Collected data
<<<<

//! Fee resolution.

use serde::{Deserialize, Serialize};

use crate::domain::foundation::Money;

use super::{EnrollableItem, EnrollmentError};

/// Amount to charge for an item.
#[derive(Debug, Clone, Copy, PartialEq, Eq, Serialize, Deserialize)]
pub struct FeeQuote {
    pub amount: Money,
    pub is_free: bool,
}

/// Resolves what an enrollment costs.
///
/// The stored fee is the only source of truth. Client-asserted amounts are
/// checked against it, never used in its place.
#[derive(Debug, Clone, Copy, Default)]
pub struct FeeResolver;

impl FeeResolver {
    pub fn new() -> Self {
        Self
    }

    pub fn resolve(&self, item: &EnrollableItem) -> FeeQuote {
        FeeQuote {
            amount: item.fee,
            is_free: item.fee.is_zero(),
        }
    }

    /// Fails closed when the client asserted an amount that differs from the quote.
    pub fn verify(&self, quote: &FeeQuote, asserted: Option<Money>) -> Result<(), EnrollmentError> {
        match asserted {
            Some(amount) if amount != quote.amount => {
                Err(EnrollmentError::invalid_payment_request(format!(
                    "requested amount {} does not match fee {}",
                    amount, quote.amount
                )))
            }
            _ => Ok(()),
        }
    }
}

#[cfg(test)]
mod tests {
    use super::*;
    use crate::domain::foundation::ItemId;
    use proptest::prelude::*;

    fn club(cents: i64) -> EnrollableItem {
        EnrollableItem::club(ItemId::new(), "Club", Money::from_cents(cents).unwrap())
    }

    #[test]
    fn zero_fee_is_free() {
        let quote = FeeResolver::new().resolve(&club(0));
        assert!(quote.is_free);
        assert_eq!(quote.amount, Money::ZERO);
    }

    #[test]
    fn paid_fee_is_not_free() {
        let quote = FeeResolver::new().resolve(&club(1000));
        assert!(!quote.is_free);
        assert_eq!(quote.amount.cents(), 1000);
    }

    #[test]
    fn mismatched_assertion_is_rejected() {
        let resolver = FeeResolver::new();
        let quote = resolver.resolve(&club(1000));
        let err = resolver
            .verify(&quote, Some(Money::from_cents(1).unwrap()))
            .unwrap_err();
        assert!(matches!(err, EnrollmentError::InvalidPaymentRequest { .. }));
    }

    #[test]
    fn missing_assertion_accepts_quote() {
        let resolver = FeeResolver::new();
        let quote = resolver.resolve(&club(1000));
        assert!(resolver.verify(&quote, None).is_ok());
    }

    proptest! {
        #[test]
        fn is_free_iff_amount_zero(cents in 0i64..1_000_000) {
            let quote = FeeResolver::new().resolve(&club(cents));
            prop_assert_eq!(quote.is_free, cents == 0);
            prop_assert_eq!(quote.amount.cents(), cents);
        }

        #[test]
        fn only_exact_assertion_verifies(fee in 0i64..100_000, asserted in 0i64..100_000) {
            let resolver = FeeResolver::new();
            let quote = resolver.resolve(&club(fee));
            let result = resolver.verify(&quote, Some(Money::from_cents(asserted).unwrap()));
            prop_assert_eq!(result.is_ok(), fee == asserted);
        }
    }
}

>>>>

* _Problem to work on_: Each record above needs to be reproduced exactly as written.

* _Result for this exercise_:
//! Fee resolution.

use serde::{Deserialize, Serialize};

use crate::domain::foundation::Money;

use super::{EnrollableItem, EnrollmentError};

/// Amount to charge for an item.
#[derive(Debug, Clone, Copy, PartialEq, Eq, Serialize, Deserialize)]
pub struct FeeQuote {
    pub amount: Money,
    pub is_free: bool,
}

/// Resolves what an enrollment costs.
///
/// The stored fee is the only source of truth. Client-asserted amounts are
/// checked against it, never used in its place.
#[derive(Debug, Clone, Copy, Default)]
pub struct FeeResolver;

impl FeeResolver {
    pub fn new() -> Self {
        Self
    }

    pub fn resolve(&self, item: &EnrollableItem) -> FeeQuote {
        FeeQuote {
            amount: item.fee,
            is_free: item.fee.is_zero(),
        }
    }

    /// Fails closed when the client asserted an amount that differs from the quote.
    pub fn verify(&self, quote: &FeeQuote, asserted: Option<Money>) -> Result<(), EnrollmentError> {
        match asserted {
            Some(amount) if amount != quote.amount => {
                Err(EnrollmentError::invalid_payment_request(format!(
                    "requested amount {} does not match fee {}",
                    amount, quote.amount
                )))
            }
            _ => Ok(()),
        }
    }
}

#[cfg(test)]
mod tests {
    use super::*;
    use crate::domain::foundation::ItemId;
    use proptest::prelude::*;

    fn club(cents: i64) -> EnrollableItem {
        EnrollableItem::club(ItemId::new(), "Club", Money::from_cents(cents).unwrap())
    }

    #[test]
    fn zero_fee_is_free() {
        let quote = FeeResolver::new().resolve(&club(0));
        assert!(quote.is_free);
        assert_eq!(quote.amount, Money::ZERO);
    }

    #[test]
    fn paid_fee_is_not_free() {
        let quote = FeeResolver::new().resolve(&club(1000));
        assert!(!quote.is_free);
        assert_eq!(quote.amount.cents(), 1000);
    }

    #[test]
    fn mismatched_assertion_is_rejected() {
        let resolver = FeeResolver::new();
        let quote = resolver.resolve(&club(1000));
        let err = resolver
            .verify(&quote, Some(Money::from_cents(1).unwrap()))
            .unwrap_err();
        assert!(matches!(err, EnrollmentError::InvalidPaymentRequest { .. }));
    }

    #[test]
    fn missing_assertion_accepts_quote() {
        let resolver = FeeResolver::new();
        let quote = resolver.resolve(&club(1000));
        assert!(resolver.verify(&quote, None).is_ok());
    }

    proptest! {
        #[test]
        fn is_free_iff_amount_zero(cents in 0i64..1_000_000) {
            let quote = FeeResolver::new().resolve(&club(cents));
            prop_assert_eq!(quote.is_free, cents == 0);
            prop_assert_eq!(quote.amount.cents(), cents);
        }

        #[test]
        fn only_exact_assertion_verifies(fee in 0i64..100_000, asserted in 0i64..100_000) {
            let resolver = FeeResolver::new();
            let quote = resolver.resolve(&club(fee));
            let result = resolver.verify(&quote, Some(Money::from_cents(asserted).unwrap()));
            prop_assert_eq!(result.is_ok(), fee == asserted);
        }
    }
}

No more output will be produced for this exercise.